▸ Exercise details: Below are records; count how many of their lines contain the word "values" and give the number alone.

▸ Exercise data:
>>>
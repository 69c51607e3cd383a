// src/export/xlsx.rs

use crate::errors::{AppError, AppResult};
use crate::export::model::{SUMMARY_SHEET, session_headers, summary_headers};
use crate::export::{SessionExport, SummaryExport, notify_export_success};
use crate::ui::messages::info;
use rust_xlsxwriter::{Color, Format, FormatAlign, FormatBorder, FormatPattern, Workbook, Worksheet};
use std::collections::HashSet;
use std::path::Path;
use unicode_width::UnicodeWidthStr;

const MAX_SHEET_NAME: usize = 31;
const FORBIDDEN_SHEET_CHARS: [char; 7] = ['[', ']', ':', '*', '?', '/', '\\'];

/// Workbook with the summary sheet first, then one sheet per person.
pub(crate) fn export_xlsx(
    summary: &[SummaryExport],
    per_person: &[(String, Vec<SessionExport>)],
    path: &Path,
) -> AppResult<()> {
    info(format!("Exporting to XLSX: {}", path.display()));

    let mut workbook = Workbook::new();
    let mut used: HashSet<String> = HashSet::new();
    used.insert(SUMMARY_SHEET.to_lowercase());

    let rows: Vec<Vec<String>> = summary.iter().map(SummaryExport::to_row).collect();
    let sheet = workbook
        .add_worksheet()
        .set_name(SUMMARY_SHEET)
        .map_err(to_export_error)?;
    write_table(sheet, &summary_headers(), &rows)?;

    for (name, sessions) in per_person {
        let sheet_name = unique_sheet_name(name, &mut used);
        let rows: Vec<Vec<String>> = sessions.iter().map(SessionExport::to_row).collect();

        let sheet = workbook
            .add_worksheet()
            .set_name(&sheet_name)
            .map_err(to_export_error)?;
        write_table(sheet, &session_headers(), &rows)?;
    }

    workbook.save(path).map_err(to_export_error)?;

    notify_export_success("XLSX", path);
    Ok(())
}

/// Header row, banded body and column widths fitted to the widest cell.
fn write_table(sheet: &mut Worksheet, headers: &[&str], rows: &[Vec<String>]) -> AppResult<()> {
    let header_format = Format::new()
        .set_bold()
        .set_font_color(Color::RGB(0xFFFFFF))
        .set_background_color(Color::RGB(0x2F75B5))
        .set_pattern(FormatPattern::Solid)
        .set_border(FormatBorder::Thin);

    for (col, header) in headers.iter().enumerate() {
        sheet
            .write_with_format(0, col as u16, *header, &header_format)
            .map_err(to_export_error)?;
    }
    sheet.set_freeze_panes(1, 0).map_err(to_export_error)?;

    let mut col_widths: Vec<usize> = headers.iter().map(|h| UnicodeWidthStr::width(*h)).collect();

    let band1 = Color::RGB(0xEAF3FB);
    let band2 = Color::RGB(0xFFFFFF);

    for (row_index, values) in rows.iter().enumerate() {
        let row = (row_index + 1) as u32;
        let band = if row_index % 2 == 0 { band1 } else { band2 };

        for (col, value) in values.iter().enumerate() {
            // names left, durations and timestamps right
            let align = if col == 0 {
                FormatAlign::Left
            } else {
                FormatAlign::Right
            };
            let fmt = Format::new()
                .set_align(align)
                .set_background_color(band)
                .set_pattern(FormatPattern::Solid)
                .set_border(FormatBorder::Thin);

            sheet
                .write_with_format(row, col as u16, value.as_str(), &fmt)
                .map_err(to_export_error)?;

            if let Some(w) = col_widths.get_mut(col) {
                *w = (*w).max(UnicodeWidthStr::width(value.as_str()));
            }
        }
    }

    for (c, w) in col_widths.iter().enumerate() {
        sheet
            .set_column_width(c as u16, *w as f64 + 2.0)
            .map_err(to_export_error)?;
    }

    Ok(())
}

/// Excel sheet name for `name`: forbidden characters replaced, at most 31
/// characters, unique case-insensitively among `used`.
pub(crate) fn unique_sheet_name(name: &str, used: &mut HashSet<String>) -> String {
    let cleaned: String = name
        .chars()
        .map(|c| if FORBIDDEN_SHEET_CHARS.contains(&c) { '_' } else { c })
        .collect();
    let cleaned = cleaned.trim_matches('\'').trim();
    let base: String = if cleaned.is_empty() {
        "sheet".to_string()
    } else {
        cleaned.chars().take(MAX_SHEET_NAME).collect()
    };

    let mut candidate = base.clone();
    let mut n = 2;
    while used.contains(&candidate.to_lowercase()) {
        let suffix = format!("_{n}");
        let keep = MAX_SHEET_NAME - suffix.chars().count();
        candidate = format!("{}{}", base.chars().take(keep).collect::<String>(), suffix);
        n += 1;
    }

    used.insert(candidate.to_lowercase());
    candidate
}

fn to_export_error<E: std::fmt::Display>(e: E) -> AppError {
    AppError::Export(e.to_string())
}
<<<
▸ Problem solution: 2